The increasingly prevalent emergence of drug-resistant virus strains in patients being treated with highly active antiretroviral regimens and the increasing rates of transmission of drug-resistant virus strains have focused attention on the critical need for additional antiretroviral agents with novel mechanisms of action and enhanced potency. Furthermore, novel means of employing highly active antiretroviral therapy are needed to reduce or eliminate the virological treatment failures that currently occur. Over the past several years, evidence has mounted supporting the fact that the emergence of resistant strains is associated with reductions in viral fitness, yielding decreases in plasma virus load in treated patients harbouring resistant populations of the virus. Additional mutations that serve to modify fitness (compensatory mutations) and mutations that impact the viral replication capacity also emerge under the selective pressure of drug treatment, and have both negative and positive effects on virus growth. Fitness is generally accepted to refer to the ability of HIV to replicate in a defined environment and thus is used to describe the viral replication potential in the absence of the drug.

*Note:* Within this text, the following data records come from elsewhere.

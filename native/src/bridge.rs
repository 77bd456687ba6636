//! Bridge coordinator.
//!
//! Owns the channel and both workers, hands inbound commands to a
//! [`CommandDispatcher`], waits for the result and queues the reply.
//! Commands are handled one at a time, each tagged with a [`CommandId`] so a
//! late result can never answer a later command. No acknowledgement is
//! accepted while any command is between acceptance and its reply.

use crate::config::{BridgeConfig, ConfigError};
use crate::host::commands::is_asynchronous;
use crate::ipc::{
    ChannelError, CommandSink, NamedPipeChannel, OutboundMessage, ReceiverWorker, SenderWorker,
    Transport,
};
use crate::sync::{lock, BinarySemaphore, Latch};
use log::{debug, error, info, warn};
use std::sync::atomic::{AtomicBool, Ordering};
use std::sync::{Arc, Mutex, Weak};
use std::time::Duration;
use thiserror::Error;

/// Reply to commands received after shutdown started.
pub const SHUTTING_DOWN_REPLY: &str = "Currently shutting down";
/// Reply when the host did not produce a result in time.
pub const TIMEOUT_REPLY: &str = "timeout";
/// Immediate reply to commands that do not wait for the host.
pub const ASYNC_REPLY: &str = "ok";

#[derive(Error, Debug)]
pub enum DispatchError {
    #[error("No command dispatcher is registered")]
    Unavailable,
    #[error("Command dispatcher has stopped")]
    Disconnected,
}

#[derive(Error, Debug)]
pub enum BridgeError {
    #[error("Channel error: {0}")]
    Channel(#[from] ChannelError),
    #[error("Failed to spawn worker thread: {0}")]
    Spawn(#[source] std::io::Error),
    #[error("Configuration error: {0}")]
    Config(#[from] ConfigError),
}

/// Identifies one dispatched command. Results are matched to the command
/// waiting for them by this id.
#[derive(Debug, Clone, Copy, PartialEq, Eq, Hash)]
pub struct CommandId(u64);

impl CommandId {
    pub(crate) const fn new(value: u64) -> Self {
        Self(value)
    }

    pub fn value(self) -> u64 {
        self.0
    }
}

/// Hands a command to whatever executes it. The result comes back later
/// through [`Bridge::notify_result`] or a [`ResultHandle`], tagged with `id`.
pub trait CommandDispatcher: Send + Sync {
    fn dispatch(&self, id: CommandId, command: &str) -> Result<(), DispatchError>;
}

#[derive(Debug, Default)]
struct CoordinatorState {
    // Commands accepted and not yet answered, including those queued on the gate.
    in_flight: usize,
    shutting_down: bool,
    last_id: u64,
    awaiting: Option<CommandId>,
    pending_result: Option<String>,
}

enum SenderSlot {
    Idle,
    Running(SenderWorker),
    Ended,
}

struct BridgeCore {
    config: BridgeConfig,
    channel: Arc<dyn Transport>,
    state: Mutex<CoordinatorState>,
    // Held from dispatch until the reply is queued.
    command_gate: Mutex<()>,
    result_ready: BinarySemaphore,
    dispatcher: Mutex<Option<Arc<dyn CommandDispatcher>>>,
    sender: Mutex<SenderSlot>,
}

impl BridgeCore {
    /// Start the sender on first use. Returns `false` once it has been ended
    /// or if the thread could not be spawned.
    fn ensure_sender(&self) -> bool {
        let mut slot = lock(&self.sender);
        match &*slot {
            SenderSlot::Running(_) => true,
            SenderSlot::Ended => false,
            SenderSlot::Idle => match SenderWorker::spawn(Arc::clone(&self.channel), &self.config) {
                Ok(worker) => {
                    *slot = SenderSlot::Running(worker);
                    true
                }
                Err(e) => {
                    error!("[BRIDGE] Failed to start sender worker: {}", e);
                    false
                }
            },
        }
    }

    fn post(&self, message: OutboundMessage) -> bool {
        if !self.ensure_sender() {
            debug!("[BRIDGE] No sender - dropping {:?}", message);
            return false;
        }
        match &*lock(&self.sender) {
            SenderSlot::Running(worker) => worker.post(message),
            _ => false,
        }
    }

    fn end_sender(&self) {
        let previous = std::mem::replace(&mut *lock(&self.sender), SenderSlot::Ended);
        if let SenderSlot::Running(mut worker) = previous {
            worker.end();
        }
    }

    fn current_dispatcher(&self) -> Option<Arc<dyn CommandDispatcher>> {
        lock(&self.dispatcher).clone()
    }

    /// Dispatch and wait for the result. `None` means nothing is sent back.
    /// Called with the command gate held.
    fn run_command(&self, command: &str) -> Option<String> {
        let Some(dispatcher) = self.current_dispatcher() else {
            warn!("[BRIDGE] No dispatcher registered - ignoring '{}'", command);
            return None;
        };

        // Drop a permit left over from an abandoned command.
        self.result_ready.try_acquire();

        let asynchronous = is_asynchronous(command);
        let id = {
            let mut state = lock(&self.state);
            if state.shutting_down {
                return Some(SHUTTING_DOWN_REPLY.to_string());
            }
            state.last_id += 1;
            let id = CommandId::new(state.last_id);
            state.pending_result = None;
            state.awaiting = (!asynchronous).then_some(id);
            id
        };

        if let Err(e) = dispatcher.dispatch(id, command) {
            warn!("[BRIDGE] Failed to dispatch '{}': {}", command, e);
            lock(&self.state).awaiting = None;
            return None;
        }

        if asynchronous {
            return Some(ASYNC_REPLY.to_string());
        }

        let signalled = match self.config.reply_timeout() {
            Some(timeout) => self.result_ready.acquire_timeout(timeout),
            None => {
                self.result_ready.acquire();
                true
            }
        };

        let mut state = lock(&self.state);
        state.awaiting = None;
        match state.pending_result.take() {
            Some(result) => Some(result),
            None if !signalled => {
                warn!(
                    "[BRIDGE] No result for '{}' ({:?}) within {:?}",
                    command,
                    id,
                    self.config.reply_timeout()
                );
                Some(TIMEOUT_REPLY.to_string())
            }
            // Released by shutdown.
            None => None,
        }
    }

    fn notify_result(&self, id: CommandId, text: &str) -> bool {
        {
            let mut state = lock(&self.state);
            if state.awaiting != Some(id) || state.pending_result.is_some() {
                warn!("[BRIDGE] Unexpected result '{}' for {:?} - ignored", text, id);
                return false;
            }
            state.pending_result = Some(text.to_string());
        }
        self.result_ready.release();
        true
    }

    fn post_acknowledgement(&self, code: i32, text: &str) -> bool {
        if !self.ensure_sender() {
            return false;
        }
        let state = lock(&self.state);
        if state.in_flight > 0 {
            return false;
        }
        // Enqueued under the state lock so no command can be accepted meanwhile.
        self.post(OutboundMessage::acknowledgement(code, text))
    }

    fn set_shutting_down(&self) {
        lock(&self.state).shutting_down = true;
    }

    /// Wake a command blocked on its result without giving it one.
    fn abandon_pending(&self) {
        if lock(&self.state).awaiting.is_some() {
            self.result_ready.release();
        }
    }
}

/// Counts a command as in flight until dropped.
struct InFlight<'a>(&'a Mutex<CoordinatorState>);

impl<'a> InFlight<'a> {
    fn enter(state: &'a Mutex<CoordinatorState>) -> Self {
        lock(state).in_flight += 1;
        Self(state)
    }
}

impl Drop for InFlight<'_> {
    fn drop(&mut self) {
        lock(self.0).in_flight -= 1;
    }
}

impl CommandSink for BridgeCore {
    fn accept_command(&self, command: &str) {
        let _in_flight = InFlight::enter(&self.state);
        // Released before `_in_flight`, once the reply is queued.
        let _gate = lock(&self.command_gate);

        let shutting_down = lock(&self.state).shutting_down;
        let result = if shutting_down {
            debug!("[BRIDGE] Shutting down - refusing '{}'", command);
            Some(SHUTTING_DOWN_REPLY.to_string())
        } else {
            self.run_command(command)
        };

        match result {
            Some(text) if !text.is_empty() => {
                self.post(OutboundMessage::reply(text));
            }
            _ => debug!("[BRIDGE] No reply for '{}'", command),
        }
    }
}

/// Lets another thread deliver command results without owning the bridge.
#[derive(Clone)]
pub struct ResultHandle {
    core: Weak<BridgeCore>,
}

impl ResultHandle {
    /// Deliver the result of command `id`. Returns `false` if that command
    /// is no longer waiting or the bridge is gone.
    pub fn notify(&self, id: CommandId, text: &str) -> bool {
        match self.core.upgrade() {
            Some(core) => core.notify_result(id, text),
            None => false,
        }
    }
}

/// Bidirectional message bridge over a pair of named pipes.
pub struct Bridge {
    core: Arc<BridgeCore>,
    receiver: Mutex<Option<ReceiverWorker>>,
    receiver_exited: Arc<Latch>,
    shut_down: AtomicBool,
}

impl Bridge {
    /// Open the configured named pipes and start receiving.
    ///
    /// A pipe that cannot be created is logged and the bridge runs without
    /// messaging until a later reopen succeeds.
    pub fn start(config: BridgeConfig) -> Result<Self, BridgeError> {
        let channel = NamedPipeChannel::new(&config)?;
        Self::with_transport(config, Arc::new(channel))
    }

    /// Start the bridge over an arbitrary transport.
    pub fn with_transport(
        config: BridgeConfig,
        channel: Arc<dyn Transport>,
    ) -> Result<Self, BridgeError> {
        if let Err(e) = channel.open() {
            warn!("[BRIDGE] No pipe available: {}", e);
        }

        let core = Arc::new(BridgeCore {
            config,
            channel: Arc::clone(&channel),
            state: Mutex::new(CoordinatorState::default()),
            command_gate: Mutex::new(()),
            result_ready: BinarySemaphore::new(),
            dispatcher: Mutex::new(None),
            sender: Mutex::new(SenderSlot::Idle),
        });

        let sink: Weak<dyn CommandSink> = Arc::downgrade(&core) as Weak<dyn CommandSink>;
        let receiver =
            ReceiverWorker::spawn(channel, sink, &core.config).map_err(BridgeError::Spawn)?;
        let receiver_exited = receiver.exit_latch();

        info!("[BRIDGE] Bridge started on '{}'", core.config.pipe_name);
        Ok(Self {
            core,
            receiver: Mutex::new(Some(receiver)),
            receiver_exited,
            shut_down: AtomicBool::new(false),
        })
    }

    pub fn config(&self) -> &BridgeConfig {
        &self.core.config
    }

    pub fn set_dispatcher(&self, dispatcher: Arc<dyn CommandDispatcher>) {
        *lock(&self.core.dispatcher) = Some(dispatcher);
    }

    pub fn clear_dispatcher(&self) {
        lock(&self.core.dispatcher).take();
    }

    /// Handle one inbound command synchronously: dispatch it, wait for the
    /// result and queue the reply. Normally called by the receiver worker.
    /// Concurrent callers are answered one after another.
    pub fn accept_command(&self, command: &str) {
        self.core.accept_command(command);
    }

    /// Deliver the result of command `id`. Ignored unless `id` is the
    /// command currently waiting.
    pub fn notify_result(&self, id: CommandId, text: &str) -> bool {
        self.core.notify_result(id, text)
    }

    pub fn result_handle(&self) -> ResultHandle {
        ResultHandle {
            core: Arc::downgrade(&self.core),
        }
    }

    /// Queue an unsolicited notification. Refused while any command is in flight.
    pub fn post_acknowledgement(&self, code: i32, text: &str) -> bool {
        self.core.post_acknowledgement(code, text)
    }

    /// Later commands are answered with [`SHUTTING_DOWN_REPLY`]. Cannot be undone.
    pub fn set_shutting_down(&self) {
        self.core.set_shutting_down();
    }

    pub fn is_receiving(&self) -> bool {
        lock(&self.core.state).in_flight > 0
    }

    pub fn is_shutting_down(&self) -> bool {
        lock(&self.core.state).shutting_down
    }

    /// Block until the receiver stops (peer sent `QUIT`, or shutdown).
    /// `None` waits forever.
    pub fn wait_for_receiver_exit(&self, timeout: Option<Duration>) -> bool {
        self.receiver_exited.wait(timeout)
    }

    /// Wait until every queued message has been written.
    pub fn flush(&self, timeout: Duration) -> bool {
        let watch = match &*lock(&self.core.sender) {
            SenderSlot::Running(worker) => worker.idle_watch(),
            _ => return true,
        };
        watch.wait(timeout)
    }

    /// Messages queued but not yet picked up by the sender.
    pub fn pending_outbound(&self) -> usize {
        match &*lock(&self.core.sender) {
            SenderSlot::Running(worker) => worker.pending(),
            _ => 0,
        }
    }

    /// Stop both workers and close the channel. Undelivered messages are
    /// discarded. Idempotent.
    pub fn shutdown(&self) {
        if self.shut_down.swap(true, Ordering::AcqRel) {
            return;
        }

        info!("[BRIDGE] Shutting down");
        self.core.set_shutting_down();

        let receiver = lock(&self.receiver).take();
        if let Some(mut receiver) = receiver {
            receiver.request_stop();
            self.core.abandon_pending();
            // Closing interrupts a blocked read.
            self.core.channel.close();
            receiver.end();
        }

        self.core.end_sender();
        self.core.channel.close();
        info!("[BRIDGE] Bridge stopped");
    }
}

impl Drop for Bridge {
    fn drop(&mut self) {
        self.shutdown();
    }
}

Although viral fitness and replication capacity are related in some ways, it is important to recognise that viral fitness is not the same as viral replication capacity. This review will assess the recent literature on antiviral drug resistance, viral fitness and viral replication capacity, and discuss means by which the adaptability of HIV to respond rapidly to antiviral treatment through mutation may be used against it. This would be done by treating patients with an aim to lock the deleterious mutations into the resistant virus genome, resulting in a positive therapeutic outcome despite the presence of resistance to the selecting agents. The review will specifically discuss the literature on nucleoside and non-nucleoside reverse transcriptase inhibitors, protease inhibitors, integrase inhibitors, fusion inhibitors, as well as other biological factors involved in viral fitness.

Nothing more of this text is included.